> YOUR INSTRUCTIONS
Find the string "reason" in the records. Copy every line it appears in.

> SOURCE DATA
use std::sync::{Arc, Mutex, PoisonError};

use futures::channel::mpsc;
use kafka_protocol::ResponseError;
use tracing::{debug, warn};

pub type Result<T> = std::result::Result<T, Error>;

#[derive(Debug, thiserror::Error)]
pub enum Error {
    #[error("{0}")]
    Custom(String),
    #[error("Connection error: {0}")]
    Connection(#[from] ConnectionError),
    #[error("Invalid configuration: {0}")]
    Config(String),
    #[error("Consume error: {0}")]
    Consume(#[from] ConsumeError),
    #[error("Error code: {error:?}, msg: {msg:?}")]
    Response {
        error: ResponseError,
        msg: Option<String>,
    },
    /// The partition assignor broke the assignment invariant. This is a defect in the
    /// assignor, never a transient condition.
    #[error("Partition assignor {assignor} produced an invalid plan: {reason}")]
    Assignment { assignor: String, reason: String },
    #[error("Topic not available, topic: {topic}")]
    TopicNotAvailable { topic: String },
    #[error("Consumer group is closed")]
    Closed,
}

impl From<ResponseError> for Error {
    fn from(error: ResponseError) -> Self {
        Error::Response { error, msg: None }
    }
}

impl Error {
    pub fn response_error(&self) -> Option<ResponseError> {
        match self {
            Error::Response { error, .. } => Some(*error),
            Error::Consume(ConsumeError::RebalanceTimeout { source, .. }) => {
                source.response_error()
            }
            _ => None,
        }
    }

    /// The sentinel returned once the group was closed or the caller's context was cancelled.
    pub fn is_closed(&self) -> bool {
        matches!(self, Error::Closed)
    }

    /// Errors that terminate the consume loop instead of triggering another rejoin.
    pub fn is_fatal(&self) -> bool {
        match self {
            Error::Config(_) | Error::Assignment { .. } | Error::Closed => true,
            Error::Consume(ConsumeError::PartitionAssignorNotAvailable(_)) => true,
            Error::Consume(ConsumeError::RebalanceTimeout { source, .. }) => source.is_fatal(),
            Error::Response { error, .. } => matches!(
                error,
                ResponseError::GroupAuthorizationFailed
                    | ResponseError::TopicAuthorizationFailed
                    | ResponseError::InconsistentGroupProtocol
                    | ResponseError::InvalidSessionTimeout
                    | ResponseError::FencedInstanceId
                    | ResponseError::GroupMaxSizeReached
                    | ResponseError::UnsupportedVersion
            ),
            _ => false,
        }
    }

    /// Responses telling the member that its generation is no longer current.
    pub fn is_generation_lost(&self) -> bool {
        matches!(
            self.response_error(),
            Some(
                ResponseError::IllegalGeneration
                    | ResponseError::UnknownMemberId
                    | ResponseError::FencedInstanceId
                    | ResponseError::RebalanceInProgress
            )
        )
    }

    /// Responses that invalidate the cached coordinator node.
    pub fn is_coordinator_lost(&self) -> bool {
        matches!(
            self.response_error(),
            Some(
                ResponseError::NotCoordinator
                    | ResponseError::CoordinatorNotAvailable
                    | ResponseError::CoordinatorLoadInProgress
            )
        )
    }
}

#[derive(Debug, thiserror::Error)]
pub enum ConnectionError {
    #[error("Connection timeout")]
    Timeout,
}

#[derive(Debug, thiserror::Error)]
pub enum ConsumeError {
    #[error("PartitionAssignor: {0} not available")]
    PartitionAssignorNotAvailable(String),
    #[error("Another consume call is already running on this consumer group")]
    ConcurrentConsume,
    #[error("Rebalance did not finish within {timeout_ms}ms, last error: {source}")]
    RebalanceTimeout { timeout_ms: i32, source: Box<Error> },
}

/// Delivers non-fatal errors to the caller. When error reporting is disabled, or the
/// receiver lags behind, errors are logged and dropped.
#[derive(Clone)]
pub struct ErrorReporter {
    enabled: bool,
    sender: Arc<Mutex<Option<mpsc::Sender<Error>>>>,
}

impl ErrorReporter {
    pub fn new(enabled: bool, buffer: usize) -> (ErrorReporter, Option<mpsc::Receiver<Error>>) {
        if enabled {
            let (tx, rx) = mpsc::channel(buffer);
            let reporter = ErrorReporter {
                enabled,
                sender: Arc::new(Mutex::new(Some(tx))),
            };
            (reporter, Some(rx))
        } else {
            let reporter = ErrorReporter {
                enabled,
                sender: Arc::new(Mutex::new(None)),
            };
            (reporter, None)
        }
    }

    pub fn report(&self, error: Error) {
        if !self.enabled {
            warn!("Consumer group error: {error}");
            return;
        }
        let mut lock = self.sender.lock().unwrap_or_else(PoisonError::into_inner);
        match lock.as_mut() {
            Some(sender) => {
                if let Err(err) = sender.try_send(error) {
                    if err.is_full() {
                        warn!(
                            "Error channel is full, dropping error: {}",
                            err.into_inner()
                        );
                    } else {
                        debug!("Error channel disconnected, dropping error: {}", err.into_inner());
                    }
                }
            }
            None => debug!("Error channel closed, dropping error: {error}"),
        }
    }

    pub fn close(&self) {
        let mut lock = self.sender.lock().unwrap_or_else(PoisonError::into_inner);
        if let Some(mut sender) = lock.take() {
            sender.close_channel();
        }
    }
}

> TASK RESULT
    #[error("Partition assignor {assignor} produced an invalid plan: {reason}")]
    Assignment { assignor: String, reason: String },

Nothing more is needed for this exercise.